The news emerged in London last night where Rio shares sold off on the news and the softening of the post US election boomlet and ended 4.5% lower.
That gives us a guide to the sort of weakness we might see on the ASX this morning. Rio shares ended down 0.8% in Australia yesterday at $58.95.
In an email to the 440 staff at the huge Hope Downs mine in the Pilbara yesterday, Rio management said there would be a two week closure over Christmas New Year which will help “reduce operating costs and maximise cash to strengthen the business” in expectation of a tough 2017.
Analysts point out the absurdity of this comment because the outlook for iron ore was much worse this time a year ago with the global price heading towards $US40 a tonne.
It bottomed out at $US39.60 on December 15, 2015 and the outlook was for the price to remain low well into 2016 (that was before the Chinese government started a quiet stimulus of the economy aimed to sparking a rebound in housing, and started curbs on steel making and coal mining over production).
Twelve months the iron ore price has been far more resilient than in 2015. Yesterday it was above $US72 a tonne, having reached this level earlier in the year, only to fall sharply by 30% and more, then rebound as the rebound in China accelerated from mid-year onwards, taking coal and iron ore prices with it.
And while the outlook for iron ore remains tough, it is not as grim as a year ago and all companies, not just Rio are continuing to cut costs. They all are. Rio’s explanation to cut costs requires a two week shutdown of this huge mine doesn’t hold water.
Some analysts wonder that if there is another issue, mining and transport problems at Rio’s WA mines – besides the hair-brained WA tax idea. Rio has already sliced its 2016 iron ore production guidance because of mining and transport delays, especially the AutoHaul system in the Pilbara railroads of Rio Tinto.
At the start of the year Rio estimated its global iron ore production would be around 350 million tonnes. That is now put in a range of 325 to 330 million tonnes. The reduction has been due to a combination of weather, mine, rail and port maintenance and delays and those problems with the AutoHaul system in particular.

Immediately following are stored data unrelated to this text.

use biometrics::{Collector, Counter, Moments};

pub(crate) static CLIENT_REQUESTS: Counter = Counter::new("greg.client.requests");
pub(crate) static CLIENT_REQUEST_ERRORS: Counter = Counter::new("greg.client.request_errors");
pub(crate) static CLIENT_TTFB: Moments = Moments::new("greg.client.ttfb_seconds");

pub(crate) static STREAM_CHUNKS: Counter = Counter::new("greg.stream.chunks");
pub(crate) static STREAM_ERRORS: Counter = Counter::new("greg.stream.errors");
pub(crate) static STREAM_BYTES: Counter = Counter::new("greg.stream.bytes");

pub(crate) static SESSION_TURNS: Counter = Counter::new("greg.session.turns");
pub(crate) static SESSION_COMMAND_TURNS: Counter = Counter::new("greg.session.command_turns");
pub(crate) static SESSION_USER_MESSAGES: Counter = Counter::new("greg.session.user_messages");

pub(crate) static MODE_SWITCHES: Counter = Counter::new("greg.modes.switches");
pub(crate) static MODE_INVALID_COMMANDS: Counter = Counter::new("greg.modes.invalid_commands");

pub(crate) static TERMINAL_COMMANDS: Counter = Counter::new("greg.terminal.commands");
pub(crate) static TERMINAL_SPAWN_ERRORS: Counter = Counter::new("greg.terminal.spawn_errors");
pub(crate) static TERMINAL_DURATION: Moments = Moments::new("greg.terminal.duration_seconds");

/// Register this crate's biometrics with the provided collector.
pub fn register_biometrics(collector: Collector) {
    collector.register_counter(&CLIENT_REQUESTS);
    collector.register_counter(&CLIENT_REQUEST_ERRORS);
    collector.register_moments(&CLIENT_TTFB);

    collector.register_counter(&STREAM_CHUNKS);
    collector.register_counter(&STREAM_ERRORS);
    collector.register_counter(&STREAM_BYTES);

    collector.register_counter(&SESSION_TURNS);
    collector.register_counter(&SESSION_COMMAND_TURNS);
    collector.register_counter(&SESSION_USER_MESSAGES);

    collector.register_counter(&MODE_SWITCHES);
    collector.register_counter(&MODE_INVALID_COMMANDS);

    collector.register_counter(&TERMINAL_COMMANDS);
    collector.register_counter(&TERMINAL_SPAWN_ERRORS);
    collector.register_moments(&TERMINAL_DURATION);
}
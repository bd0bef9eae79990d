//! The mode registry and `!command` dispatch.
//!
//! The model switches between talking to the user and typing into the
//! terminal by answering with a bare command such as `!term`.  A turn that
//! starts with [`SENTINEL`] is never shown; at the top of the next iteration
//! the session hands it to [`dispatch_command`].

use crate::observability::{MODE_INVALID_COMMANDS, MODE_SWITCHES};
use crate::render::{Console, Style};
use crate::types::Conversation;

/// Marks a model turn as a command rather than displayable text.
pub const SENTINEL: char = '!';

/// Identifies one of the two modes.
#[derive(Debug, Clone, Copy, PartialEq, Eq, Hash, Default)]
pub enum ModeId {
    /// Model output is shown to the user; the user types the next input.
    #[default]
    Chat,

    /// Model output is run in the shell; its output is the next input.
    Terminal,
}

impl ModeId {
    /// The registry entry for this mode.
    pub fn mode(self) -> &'static Mode {
        match self {
            ModeId::Chat => &MODES[0],
            ModeId::Terminal => &MODES[1],
        }
    }
}

/// How a mode is entered and displayed.
#[derive(Debug, Clone, PartialEq, Eq)]
pub struct Mode {
    /// Which mode this is.
    pub id: ModeId,
    /// What the model types after the sentinel to enter the mode.
    pub command: &'static str,
    /// Human-readable name used in notices.
    pub label: &'static str,
    /// Style of streamed model text while in this mode.
    pub style: Style,
    /// Written before the first line and after every line break of streamed
    /// text; empty for none.
    pub prefix: &'static str,
}

/// Every mode, in a fixed order.
pub static MODES: [Mode; 2] = [
    Mode {
        id: ModeId::Chat,
        command: "chat",
        label: "chat",
        style: Style::CHAT,
        prefix: "",
    },
    Mode {
        id: ModeId::Terminal,
        command: "term",
        label: "terminal",
        style: Style::TERMINAL,
        prefix: "$ ",
    },
];

/// Find the mode entered by `command` (without the sentinel).
pub fn lookup(command: &str) -> Option<&'static Mode> {
    MODES.iter().find(|mode| mode.command == command)
}

/// The system message recorded when `mode` is entered.
pub fn entering_message(mode: &Mode) -> String {
    format!("Entering {} mode", mode.label)
}

/// The system message recorded for an unknown command.
pub fn invalid_command_message(command: &str) -> String {
    format!("\"{SENTINEL}{command}\" is not a valid command")
}

/// What a dispatched command did.
#[derive(Debug, Clone, PartialEq, Eq)]
pub enum Dispatch {
    /// The active mode changed (or was re-entered).
    Switched(ModeId),

    /// The command was not recognized; the mode is unchanged.
    Invalid(String),
}

/// Interpret `directive`, the text of the previous turn, as a command.
///
/// Returns `None` without touching anything when `directive` does not start
/// with the sentinel.  Otherwise exactly one system message is appended to
/// `conversation` and a notice is shown; an unknown command leaves `active`
/// alone.  Dispatch never fails.
pub fn dispatch_command(
    directive: &str,
    active: &mut ModeId,
    conversation: &mut Conversation,
    console: &mut dyn Console,
) -> Option<Dispatch> {
    let command = directive.strip_prefix(SENTINEL)?;
    match lookup(command) {
        Some(mode) => {
            MODE_SWITCHES.click();
            *active = mode.id;
            let message = entering_message(mode);
            conversation.push_system(message.clone());
            console.write_block("---");
            console.write_line(&format!("[{message}]"), Style::NOTICE);
            Some(Dispatch::Switched(mode.id))
        }
        None => {
            MODE_INVALID_COMMANDS.click();
            let message = invalid_command_message(command);
            conversation.push_system(message.clone());
            console.write_line(&format!("<System>: {message}"), Style::ERROR);
            Some(Dispatch::Invalid(command.to_string()))
        }
    }
}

The real target seems to be the tax increase proposed by the National Party, the junior coalition partner in WA coalition government. Chris Salisbury, chief executive of Rio’s iron ore division, was quoted in the email as saying “There couldn’t be a worse time to tax our business an extra A$1.5bn every year. This will destroy jobs, hurt local businesses and damage Western Australia’s international competitiveness.”

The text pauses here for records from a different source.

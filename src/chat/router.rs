//! Routing of streamed model output.
//!
//! A turn is either a command or text, decided by its first character.  The
//! router buffers fragments until that character exists.  Commands are never
//! displayed.  Text is written through as it arrives, with the active mode's
//! prefix in front of the first line and after every line break.

use futures::StreamExt;

use crate::chat::modes::SENTINEL;
use crate::client::TokenStream;
use crate::error::Result;
use crate::render::{Console, Style};

/// What a turn turned out to be.
#[derive(Debug, Clone, Copy, PartialEq, Eq)]
pub enum Classification {
    /// No non-empty fragment has arrived yet.
    Unknown,
    /// The turn starts with the sentinel and is a command.
    Command,
    /// The turn is text for the active mode.
    Text,
}

/// A completed assistant turn.
#[derive(Debug, Clone, PartialEq, Eq)]
pub struct Turn {
    /// The full text of the turn.
    pub text: String,
    /// Never [`Classification::Unknown`]; empty turns count as text.
    pub classification: Classification,
}

impl Turn {
    /// True when the turn is a `!command`.
    pub fn is_command(&self) -> bool {
        self.classification == Classification::Command
    }
}

/// Classifies and displays one turn, fragment by fragment.
pub struct TokenRouter<'a> {
    console: &'a mut dyn Console,
    style: Style,
    prefix: &'a str,
    text: String,
    classification: Classification,
}

impl<'a> TokenRouter<'a> {
    /// A router that displays text in `style`, indented by `prefix`.
    pub fn new(console: &'a mut dyn Console, style: Style, prefix: &'a str) -> Self {
        Self {
            console,
            style,
            prefix,
            text: String::new(),
            classification: Classification::Unknown,
        }
    }

    /// The classification so far.
    pub fn classification(&self) -> Classification {
        self.classification
    }

    /// Accept the next fragment of the turn.
    pub fn push(&mut self, fragment: &str) {
        self.text.push_str(fragment);
        if self.classification == Classification::Unknown {
            match self.text.chars().next() {
                Some(SENTINEL) => self.classification = Classification::Command,
                Some(_) => {
                    self.classification = Classification::Text;
                    if !self.prefix.is_empty() {
                        self.console.write(self.prefix, self.style);
                    }
                }
                None => {}
            }
        }
        if self.classification == Classification::Text && !fragment.is_empty() {
            if self.prefix.is_empty() {
                self.console.write(fragment, self.style);
            } else {
                let indented = fragment.replace('\n', &format!("\n{}", self.prefix));
                self.console.write(&indented, self.style);
            }
        }
    }

    /// End the turn, terminating displayed text with a line break.
    pub fn finish(self) -> Turn {
        let classification = match self.classification {
            Classification::Command => Classification::Command,
            Classification::Unknown | Classification::Text => {
                self.console.write("\n", self.style);
                Classification::Text
            }
        };
        Turn {
            text: self.text,
            classification,
        }
    }
}

/// Drain `stream` through a [`TokenRouter`] and return the finished turn.
///
/// A failure in the stream aborts the turn; whatever was already displayed
/// stays on screen.
pub async fn route_stream(
    mut stream: TokenStream,
    console: &mut dyn Console,
    style: Style,
    prefix: &str,
) -> Result<Turn> {
    let mut router = TokenRouter::new(console, style, prefix);
    while let Some(fragment) = stream.next().await {
        router.push(&fragment?);
    }
    Ok(router.finish())
}
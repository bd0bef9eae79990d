//! greg: chat with a model that can use your terminal.
//!
//! # Usage
//!
//! ```bash
//! # First run asks for an API key and writes ~/.config/greg.json
//! greg
//!
//! # Use another model for this session only
//! greg --model gpt-4o
//!
//! # Talk to a local OpenAI-compatible server and keep a log of the traffic
//! greg --base-url http://localhost:8080/v1/ --log greg.jsonl
//!
//! # Run terminal commands with bash instead of sh
//! greg --shell-program bash
//! ```
//!
//! Press Ctrl-C at any time to clear the screen and quit.

use std::io::Write;
use std::path::PathBuf;
use std::sync::Arc;

use arrrg::CommandLine;

use greg::chat::{ConfigFile, GregArgs, GregConfig, LineEditor, Session, default_config_path};
use greg::render::ANSI_CLEAR;
use greg::{AnsiConsole, Console, JsonlLogger, OpenAi};

fn clear_and_exit() -> ! {
    let mut stdout = std::io::stdout();
    let _ = stdout.write_all(ANSI_CLEAR.as_bytes());
    let _ = stdout.flush();
    std::process::exit(0);
}

/// Main entry point for greg.
#[tokio::main]
async fn main() -> Result<(), Box<dyn std::error::Error>> {
    let (args, _) = GregArgs::from_command_line_relaxed("greg [OPTIONS]");
    let config_path = args
        .config
        .as_ref()
        .map(PathBuf::from)
        .unwrap_or_else(default_config_path);

    let mut console = AnsiConsole::with_color(!args.no_color);
    let mut editor = LineEditor::new()?;

    ctrlc::set_handler(|| {
        clear_and_exit();
    })?;

    let file = match ConfigFile::load_or_bootstrap(&config_path, &mut editor, &mut console) {
        Ok(file) => file,
        Err(err) if err.is_abort() => clear_and_exit(),
        Err(err) => return Err(err.into()),
    };
    let config = GregConfig::resolve(file, &args)?;

    let mut client = OpenAi::with_options(
        config.api_key.clone(),
        config.model.clone(),
        config.base_url.as_deref(),
        None,
    )?;
    if let Some(path) = &config.log_path {
        client = client.with_logger(Arc::new(JsonlLogger::open(path)?));
    }

    let mut session = Session::new(client, &config);
    console.clear();
    if let Err(err) = session.run(&mut editor, &mut console).await {
        eprintln!("greg: {err}");
        std::process::exit(1);
    }
    clear_and_exit()
}
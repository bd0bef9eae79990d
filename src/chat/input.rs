//! Reading lines from the user.

use rustyline::DefaultEditor;
use rustyline::error::ReadlineError;

use crate::error::Result;

/// A blocking source of user input.
pub trait InputSource {
    /// Show `prompt` and wait for a line.
    ///
    /// Returns `Ok(None)` when the user interrupts or input ends; the caller
    /// treats that as the end of the session.
    fn read_line(&mut self, prompt: &str) -> Result<Option<String>>;
}

/// Interactive line editing with history, backed by rustyline.
pub struct LineEditor {
    editor: DefaultEditor,
}

impl LineEditor {
    /// Creates a new line editor attached to the terminal.
    pub fn new() -> Result<Self> {
        Ok(Self {
            editor: DefaultEditor::new()?,
        })
    }
}

impl InputSource for LineEditor {
    fn read_line(&mut self, prompt: &str) -> Result<Option<String>> {
        match self.editor.readline(prompt) {
            Ok(line) => {
                if !line.trim().is_empty() {
                    let _ = self.editor.add_history_entry(line.as_str());
                }
                Ok(Some(line))
            }
            Err(ReadlineError::Interrupted) | Err(ReadlineError::Eof) => Ok(None),
            Err(err) => Err(err.into()),
        }
    }
}
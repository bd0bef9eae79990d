//! The interactive part of greg.
//!
//! The model talks to the user in chat mode and drives the user's shell in
//! terminal mode, switching between them with `!chat` and `!term`.
//!
//! # Architecture
//!
//! - [`modes`]: the mode registry and `!command` dispatch
//! - [`router`]: classification and display of streamed replies
//! - [`terminal`]: running commands and capturing their output
//! - [`session`]: the loop tying them together
//! - [`config`]: the configuration file and command-line flags
//! - [`input`]: reading lines from the user
//! - `testing`: scripted stand-ins for the model, the user and the screen
//!   (behind the `testing` feature)

pub mod config;
pub mod input;
pub mod modes;
pub mod prompt;
pub mod router;
pub mod session;
pub mod terminal;
#[cfg(any(test, feature = "testing"))]
pub mod testing;

pub use config::{ConfigFile, GregArgs, GregConfig, default_config_path};
pub use input::{InputSource, LineEditor};
pub use modes::{Dispatch, MODES, Mode, ModeId, SENTINEL, dispatch_command};
pub use prompt::system_prompt;
pub use router::{Classification, TokenRouter, Turn, route_stream};
pub use session::{Session, Step};
pub use terminal::{TerminalExecutor, TerminalOutput};
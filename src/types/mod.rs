// Public modules
pub mod chat_completion_chunk;
pub mod chat_request;
pub mod conversation;
pub mod message;

// Re-exports
pub use chat_completion_chunk::{ChatCompletionChunk, ChunkChoice, ChunkDelta};
pub use chat_request::{ChatRequest, DEFAULT_TEMPERATURE};
pub use conversation::Conversation;
pub use message::{Message, Role};
//! End-to-end runs of the session loop.
//! The model, the user and the screen are scripted; the shell is real.

#[cfg(test)]
mod tests {
    use greg::chat::testing::{RecordingConsole, ScriptedClient, ScriptedInput, ScriptedTurn};
    use greg::chat::{GregConfig, ModeId, Session, Step, TerminalExecutor};
    use greg::{Message, Role};

    fn config() -> GregConfig {
        GregConfig::new("sk-test")
            .with_machine("linux-x86_64", "bash", "vim")
            .without_color()
    }

    #[tokio::test]
    async fn user_asks_model_switches_to_terminal() {
        let client = ScriptedClient::new([
            ScriptedTurn::fragments(["!", "term"]),
            ScriptedTurn::fragments(["ls"]),
        ]);
        let mut session = Session::new(client, &config());
        let mut input = ScriptedInput::new(["ls"]);
        let mut console = RecordingConsole::default();

        assert_eq!(session.conversation().len(), 2);
        session.step(&mut input, &mut console).await.unwrap();
        assert_eq!(session.mode(), ModeId::Chat);
        session.step(&mut input, &mut console).await.unwrap();
        assert_eq!(session.mode(), ModeId::Terminal);

        let history = session.conversation().history();
        assert_eq!(
            history,
            &[
                Message::system("Entering chat mode"),
                Message::user("ls"),
                Message::assistant("!term"),
                Message::system("Entering terminal mode"),
                Message::assistant("ls"),
            ]
        );
        // The command was never shown, and no shell command ran.
        assert!(!console.text().contains("!term"));
        assert!(!history.iter().any(|m| m.content.starts_with("[TERMINAL]")));
        assert_eq!(session.client().requests().len(), 2);
    }

    #[tokio::test]
    async fn full_round_trip_through_the_shell() {
        let client = ScriptedClient::new([
            ScriptedTurn::fragments(["!term"]),
            ScriptedTurn::fragments(["printf '%s\\n' one", "; printf two >&2"]),
            ScriptedTurn::fragments(["!", "chat"]),
            ScriptedTurn::fragments(["Done", ".\nAnything else?"]),
        ]);
        let mut session = Session::new(client, &config()).with_executor(TerminalExecutor::new("sh"));
        let mut input = ScriptedInput::new(["print one and two"]);
        let mut console = RecordingConsole::default();

        session.run(&mut input, &mut console).await.unwrap();

        let history = session.conversation().history();
        assert!(history.contains(&Message::system("[TERMINAL] one\n two")));
        assert_eq!(session.mode(), ModeId::Chat);
        assert_eq!(
            session.conversation().last(),
            Some(&Message::assistant("Done.\nAnything else?"))
        );
        assert_eq!(session.conversation().count(Role::User), 1);

        let text = console.text();
        assert!(text.contains("$ printf '%s\\n' one; printf two >&2\n"));
        assert!(text.contains("[Entering terminal mode]\n"));
        assert!(text.contains("[Entering chat mode]\n"));
        assert!(text.contains("Done.\nAnything else?\n"));
        assert!(console.blocks().contains(&"```bash\none\n two\n```"));
        assert_eq!(input.prompts, vec![">: ", ">: "]);
    }

    #[tokio::test]
    async fn transcript_is_replayed_in_order() {
        let client = ScriptedClient::new([
            ScriptedTurn::fragments(["first"]),
            ScriptedTurn::fragments(["second"]),
        ]);
        let mut session = Session::new(client, &config());
        let mut input = ScriptedInput::new(["a", "b"]);
        let mut console = RecordingConsole::default();

        while session.step(&mut input, &mut console).await.unwrap() == Step::Continue {}

        let requests = session.client().requests();
        assert_eq!(requests.len(), 2);
        assert_eq!(requests[0].len(), 3);
        assert_eq!(requests[1].len(), 5);
        assert_eq!(&requests[1][..3], &requests[0][..]);
        assert_eq!(requests[1][3], Message::assistant("first"));
        assert_eq!(requests[1][4], Message::user("b"));
        assert!(requests[0][0].content.contains("- Editor: vim"));
    }

    #[tokio::test]
    async fn stream_failure_stops_the_run() {
        let client = ScriptedClient::new([ScriptedTurn::FailAfter(vec!["par".to_string(), "tial".to_string()])]);
        let mut session = Session::new(client, &config());
        let mut input = ScriptedInput::new(["hi", "unused"]);
        let mut console = RecordingConsole::default();

        let err = session.run(&mut input, &mut console).await.unwrap_err();

        assert!(matches!(err, greg::Error::Streaming { .. }));
        assert!(console.text().contains("partial"));
        assert_eq!(session.conversation().last(), Some(&Message::user("hi")));
        assert_eq!(input.prompts.len(), 1);
    }
}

The National Party has proposed increasing a production rental fee charged to Rio and BHP on their Pilbara operations from 25 cents to $5 per tonne. The same National Party was at the forefront of the campaign against the Rudd – Gillard government’s mining tax. High profile WA miners, Gina Rinehart or Twiggy Forrest were also notable in opposing the mining tax getting on trucks in WA at anti tax rallies. So far in this dispute, both have been very low key.